*** Opening DATASET CONTENT ***
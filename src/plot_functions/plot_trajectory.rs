// src/plot_functions/plot_trajectory.rs

use std::error::Error;
use std::path::Path;

use crate::constants::{
    COLOR_ENTER_MARKER, COLOR_GOAL_MARKER, COLOR_HIT_MARKER, COLOR_TRAJECTORY,
    LINE_WIDTH_EMPHASIS, MARKER_SIZE_GOAL, MARKER_SIZE_HIT, MARKER_SIZE_SAMPLE, SQUARE_PLOT_SIZE,
};
use crate::data_analysis::session::SessionAnalysis;
use crate::data_input::log_data::EventKind;
use crate::plot_framework::{
    calculate_range, draw_plot, MarkerSeries, MarkerShape, PlotConfig, PlotSeries,
};

/// Widens the narrower of two ranges so both span the same distance,
/// keeping one world unit the same length on both axes of a square image.
fn equalize_spans(x: (f64, f64), z: (f64, f64)) -> ((f64, f64), (f64, f64)) {
    let x_span = x.1 - x.0;
    let z_span = z.1 - z.0;
    let span = x_span.max(z_span);
    let x_mid = (x.0 + x.1) / 2.0;
    let z_mid = (z.0 + z.1) / 2.0;
    (
        (x_mid - span / 2.0, x_mid + span / 2.0),
        (z_mid - span / 2.0, z_mid + span / 2.0),
    )
}

/// Generates the top-down trajectory map: x-z path, obstacle-approach (`ENTER`) markers,
/// declared goals and detected goal arrivals.
pub fn plot_trajectory(
    session: &SessionAnalysis,
    root_name: &str,
    output_dir: &Path,
) -> Result<(), Box<dyn Error>> {
    let output_file = output_dir.join(format!("{root_name}_Trajectory.png"));
    let plot_type_name = "Trajectory";

    let plot_config = if session.has_data() {
        let path: Vec<(f64, f64)> = session
            .samples
            .iter()
            .map(|d| (d.sample.x, d.sample.z))
            .collect();
        let enter_points: Vec<(f64, f64)> = session
            .samples
            .iter()
            .filter(|d| d.sample.event == EventKind::Enter)
            .map(|d| (d.sample.x, d.sample.z))
            .collect();
        let goal_points: Vec<(f64, f64)> = session.goals.iter().map(|g| (g.x, g.z)).collect();
        let hit_points: Vec<(f64, f64)> = session.hits.iter().map(|h| (h.x, h.z)).collect();

        let (x_min, x_max, z_min, z_max) = path.iter().chain(goal_points.iter()).fold(
            (f64::INFINITY, f64::NEG_INFINITY, f64::INFINITY, f64::NEG_INFINITY),
            |(x_lo, x_hi, z_lo, z_hi), &(x, z)| {
                (x_lo.min(x), x_hi.max(x), z_lo.min(z), z_hi.max(z))
            },
        );
        let (x_range, z_range) =
            equalize_spans(calculate_range(x_min, x_max), calculate_range(z_min, z_max));

        Some(PlotConfig {
            title: "Movement Map (Top-Down)".to_string(),
            x_range: x_range.0..x_range.1,
            y_range: z_range.0..z_range.1,
            x_label: "Position X".to_string(),
            y_label: "Position Z".to_string(),
            area_series: Vec::new(),
            series: vec![PlotSeries {
                data: path,
                label: "Travelled path".to_string(),
                color: *COLOR_TRAJECTORY,
                stroke_width: LINE_WIDTH_EMPHASIS,
            }],
            markers: vec![
                MarkerSeries {
                    points: enter_points,
                    label: "Obstacle approach (ENTER)".to_string(),
                    color: *COLOR_ENTER_MARKER,
                    size: MARKER_SIZE_SAMPLE,
                    shape: MarkerShape::Circle,
                },
                MarkerSeries {
                    points: goal_points,
                    label: "Goal".to_string(),
                    color: *COLOR_GOAL_MARKER,
                    size: MARKER_SIZE_GOAL,
                    shape: MarkerShape::Square,
                },
                MarkerSeries {
                    points: hit_points,
                    label: format!("Goal reached ({})", session.stats.goals_reached),
                    color: *COLOR_HIT_MARKER,
                    size: MARKER_SIZE_HIT,
                    shape: MarkerShape::Cross,
                },
            ],
        })
    } else {
        None
    };

    draw_plot(
        &output_file,
        root_name,
        plot_type_name,
        (SQUARE_PLOT_SIZE, SQUARE_PLOT_SIZE),
        plot_config,
    )
}

#[cfg(test)]
mod tests {
    use super::*;

    #[test]
    fn test_equalize_spans() {
        let (x, z) = equalize_spans((0.0, 10.0), (0.0, 2.0));
        assert_eq!(x, (0.0, 10.0));
        assert_eq!(z, (-4.0, 6.0));
    }
}

// src/plot_functions/plot_trajectory.rs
*** Closing DATASET CONTENT ***
_TASK BRIEF_
Pull every line with the word "crate" from the data.

_SOLUTION TO THE PROBLEM_
use crate::constants::{
use crate::data_analysis::session::SessionAnalysis;
use crate::data_input::log_data::EventKind;
use crate::plot_framework::{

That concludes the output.